* **What to work on**:
From the records below, copy out exactly the lines from the one containing "must be greater" to the one containing "scanner, matches each", both included. Add nothing else.

▬▬▬▬▬▬

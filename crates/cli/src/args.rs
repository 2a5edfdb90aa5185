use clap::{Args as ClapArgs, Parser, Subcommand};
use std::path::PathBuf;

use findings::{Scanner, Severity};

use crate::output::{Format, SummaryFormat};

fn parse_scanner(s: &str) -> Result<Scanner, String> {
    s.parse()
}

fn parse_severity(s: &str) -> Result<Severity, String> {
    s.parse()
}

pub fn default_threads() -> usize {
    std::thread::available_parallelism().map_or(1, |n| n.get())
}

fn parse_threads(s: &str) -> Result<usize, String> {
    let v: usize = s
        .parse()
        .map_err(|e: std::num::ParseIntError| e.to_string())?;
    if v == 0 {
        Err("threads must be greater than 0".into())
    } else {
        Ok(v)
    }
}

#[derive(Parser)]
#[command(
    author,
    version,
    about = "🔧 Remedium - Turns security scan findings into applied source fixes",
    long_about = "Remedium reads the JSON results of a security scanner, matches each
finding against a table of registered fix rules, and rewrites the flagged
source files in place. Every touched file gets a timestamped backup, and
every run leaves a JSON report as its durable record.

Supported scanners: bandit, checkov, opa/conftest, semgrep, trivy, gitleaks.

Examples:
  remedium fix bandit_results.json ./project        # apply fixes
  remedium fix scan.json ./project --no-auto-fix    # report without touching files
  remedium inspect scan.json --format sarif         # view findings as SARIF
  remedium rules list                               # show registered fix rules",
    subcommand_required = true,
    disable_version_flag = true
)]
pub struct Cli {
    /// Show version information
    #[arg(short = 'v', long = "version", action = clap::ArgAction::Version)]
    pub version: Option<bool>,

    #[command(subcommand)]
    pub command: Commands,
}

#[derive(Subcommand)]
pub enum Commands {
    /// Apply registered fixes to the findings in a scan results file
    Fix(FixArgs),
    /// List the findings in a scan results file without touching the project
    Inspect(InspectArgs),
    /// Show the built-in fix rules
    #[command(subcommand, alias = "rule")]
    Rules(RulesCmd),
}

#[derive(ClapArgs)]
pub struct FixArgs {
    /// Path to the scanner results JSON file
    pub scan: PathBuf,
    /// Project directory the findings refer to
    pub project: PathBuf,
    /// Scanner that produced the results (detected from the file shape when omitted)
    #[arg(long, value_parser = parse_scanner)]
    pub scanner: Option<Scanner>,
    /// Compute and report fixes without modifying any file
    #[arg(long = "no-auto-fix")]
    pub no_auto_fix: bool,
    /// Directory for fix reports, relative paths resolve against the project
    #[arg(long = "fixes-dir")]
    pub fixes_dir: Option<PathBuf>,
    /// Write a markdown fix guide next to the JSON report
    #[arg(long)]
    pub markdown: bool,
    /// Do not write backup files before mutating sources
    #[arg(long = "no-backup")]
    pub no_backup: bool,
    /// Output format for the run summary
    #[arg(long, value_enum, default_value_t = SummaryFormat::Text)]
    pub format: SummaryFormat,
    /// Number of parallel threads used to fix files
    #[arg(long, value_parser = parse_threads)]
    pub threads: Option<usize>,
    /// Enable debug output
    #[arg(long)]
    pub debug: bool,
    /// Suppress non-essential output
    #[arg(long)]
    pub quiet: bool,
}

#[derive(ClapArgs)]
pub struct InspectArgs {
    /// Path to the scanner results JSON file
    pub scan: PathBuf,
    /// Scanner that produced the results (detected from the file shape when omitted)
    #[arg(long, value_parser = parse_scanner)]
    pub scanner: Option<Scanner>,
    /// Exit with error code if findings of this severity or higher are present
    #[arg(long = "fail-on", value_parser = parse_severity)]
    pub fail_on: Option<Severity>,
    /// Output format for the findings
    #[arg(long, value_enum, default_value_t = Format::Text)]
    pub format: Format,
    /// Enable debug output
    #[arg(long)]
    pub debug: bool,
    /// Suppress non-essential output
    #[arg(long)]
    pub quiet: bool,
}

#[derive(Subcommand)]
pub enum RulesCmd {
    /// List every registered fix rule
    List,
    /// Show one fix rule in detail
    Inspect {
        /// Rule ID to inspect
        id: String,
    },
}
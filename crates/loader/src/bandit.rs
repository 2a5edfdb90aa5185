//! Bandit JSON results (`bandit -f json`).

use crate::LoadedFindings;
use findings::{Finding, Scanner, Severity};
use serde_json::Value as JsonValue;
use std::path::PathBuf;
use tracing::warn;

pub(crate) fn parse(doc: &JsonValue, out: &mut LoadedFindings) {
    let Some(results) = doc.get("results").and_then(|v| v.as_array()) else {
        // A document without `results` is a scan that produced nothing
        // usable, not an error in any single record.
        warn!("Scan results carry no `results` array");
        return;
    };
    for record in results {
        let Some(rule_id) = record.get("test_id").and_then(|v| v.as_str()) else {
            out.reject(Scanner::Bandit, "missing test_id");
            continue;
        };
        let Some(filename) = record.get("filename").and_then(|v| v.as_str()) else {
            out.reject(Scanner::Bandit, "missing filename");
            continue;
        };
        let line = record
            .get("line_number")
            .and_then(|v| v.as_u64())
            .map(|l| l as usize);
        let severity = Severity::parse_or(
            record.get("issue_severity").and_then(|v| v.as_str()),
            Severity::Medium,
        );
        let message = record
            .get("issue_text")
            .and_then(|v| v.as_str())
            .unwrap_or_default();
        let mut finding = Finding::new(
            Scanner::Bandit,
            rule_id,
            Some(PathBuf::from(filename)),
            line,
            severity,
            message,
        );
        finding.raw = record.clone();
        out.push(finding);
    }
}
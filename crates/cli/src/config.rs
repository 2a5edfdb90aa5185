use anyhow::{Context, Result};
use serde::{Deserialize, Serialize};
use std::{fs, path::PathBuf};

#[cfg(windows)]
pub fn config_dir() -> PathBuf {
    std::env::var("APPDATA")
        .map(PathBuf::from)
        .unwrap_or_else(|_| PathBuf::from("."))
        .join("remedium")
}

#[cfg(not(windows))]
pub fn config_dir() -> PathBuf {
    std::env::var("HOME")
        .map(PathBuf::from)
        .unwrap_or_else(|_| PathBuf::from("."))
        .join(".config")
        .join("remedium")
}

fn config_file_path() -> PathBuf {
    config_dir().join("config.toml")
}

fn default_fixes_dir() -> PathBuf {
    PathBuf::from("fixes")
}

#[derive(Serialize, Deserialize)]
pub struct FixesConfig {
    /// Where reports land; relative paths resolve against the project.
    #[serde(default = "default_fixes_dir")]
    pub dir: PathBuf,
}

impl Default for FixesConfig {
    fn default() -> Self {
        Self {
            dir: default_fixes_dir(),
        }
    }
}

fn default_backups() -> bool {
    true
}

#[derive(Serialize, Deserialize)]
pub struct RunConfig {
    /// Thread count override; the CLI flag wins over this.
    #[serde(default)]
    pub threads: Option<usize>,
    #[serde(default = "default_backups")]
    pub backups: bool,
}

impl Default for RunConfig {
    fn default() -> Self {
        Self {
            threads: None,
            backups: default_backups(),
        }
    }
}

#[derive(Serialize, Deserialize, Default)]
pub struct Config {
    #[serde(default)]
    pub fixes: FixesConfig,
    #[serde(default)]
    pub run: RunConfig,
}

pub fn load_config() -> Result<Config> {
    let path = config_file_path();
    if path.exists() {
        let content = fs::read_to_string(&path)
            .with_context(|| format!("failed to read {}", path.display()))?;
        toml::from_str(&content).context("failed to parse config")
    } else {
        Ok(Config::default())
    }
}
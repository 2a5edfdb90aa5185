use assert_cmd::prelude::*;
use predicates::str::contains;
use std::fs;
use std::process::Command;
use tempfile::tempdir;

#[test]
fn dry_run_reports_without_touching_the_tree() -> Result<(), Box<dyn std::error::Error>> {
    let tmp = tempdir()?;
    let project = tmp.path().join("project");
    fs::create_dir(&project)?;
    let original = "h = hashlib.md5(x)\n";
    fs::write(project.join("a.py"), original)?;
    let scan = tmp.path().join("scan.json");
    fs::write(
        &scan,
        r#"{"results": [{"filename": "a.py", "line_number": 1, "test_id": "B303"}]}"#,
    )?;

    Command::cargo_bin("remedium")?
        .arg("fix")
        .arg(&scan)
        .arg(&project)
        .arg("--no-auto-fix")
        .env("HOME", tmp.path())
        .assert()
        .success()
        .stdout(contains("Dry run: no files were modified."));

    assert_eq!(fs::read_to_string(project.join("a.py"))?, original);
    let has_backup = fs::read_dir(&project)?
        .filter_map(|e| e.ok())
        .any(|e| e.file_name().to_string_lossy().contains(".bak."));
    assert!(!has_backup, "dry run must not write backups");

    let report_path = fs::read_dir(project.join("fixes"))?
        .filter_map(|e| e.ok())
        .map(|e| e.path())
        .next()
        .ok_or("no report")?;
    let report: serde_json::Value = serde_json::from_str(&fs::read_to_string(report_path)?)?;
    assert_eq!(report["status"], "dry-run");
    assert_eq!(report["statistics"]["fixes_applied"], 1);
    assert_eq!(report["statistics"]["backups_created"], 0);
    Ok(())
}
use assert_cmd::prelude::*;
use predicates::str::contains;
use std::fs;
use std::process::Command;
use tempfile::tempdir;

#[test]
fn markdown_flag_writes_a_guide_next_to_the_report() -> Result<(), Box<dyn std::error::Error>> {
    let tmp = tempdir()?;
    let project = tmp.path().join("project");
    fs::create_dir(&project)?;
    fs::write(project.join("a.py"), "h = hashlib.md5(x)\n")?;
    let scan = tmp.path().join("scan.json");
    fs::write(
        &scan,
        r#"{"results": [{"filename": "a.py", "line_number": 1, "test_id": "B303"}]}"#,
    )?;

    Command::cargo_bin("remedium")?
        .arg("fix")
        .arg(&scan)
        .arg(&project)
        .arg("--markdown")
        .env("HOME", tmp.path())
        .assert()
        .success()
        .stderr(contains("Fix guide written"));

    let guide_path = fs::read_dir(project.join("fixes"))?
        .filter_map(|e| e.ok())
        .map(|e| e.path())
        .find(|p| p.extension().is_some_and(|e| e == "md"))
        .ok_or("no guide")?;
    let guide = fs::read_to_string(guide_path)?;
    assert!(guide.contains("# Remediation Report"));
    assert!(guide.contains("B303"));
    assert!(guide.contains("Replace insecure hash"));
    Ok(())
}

▬▬▬▬▬▬

* **Answer to this problem**:
        Err("threads must be greater than 0".into())
    } else {
        Ok(v)
    }
}

#[derive(Parser)]
#[command(
    author,
    version,
    about = "🔧 Remedium - Turns security scan findings into applied source fixes",
    long_about = "Remedium reads the JSON results of a security scanner, matches each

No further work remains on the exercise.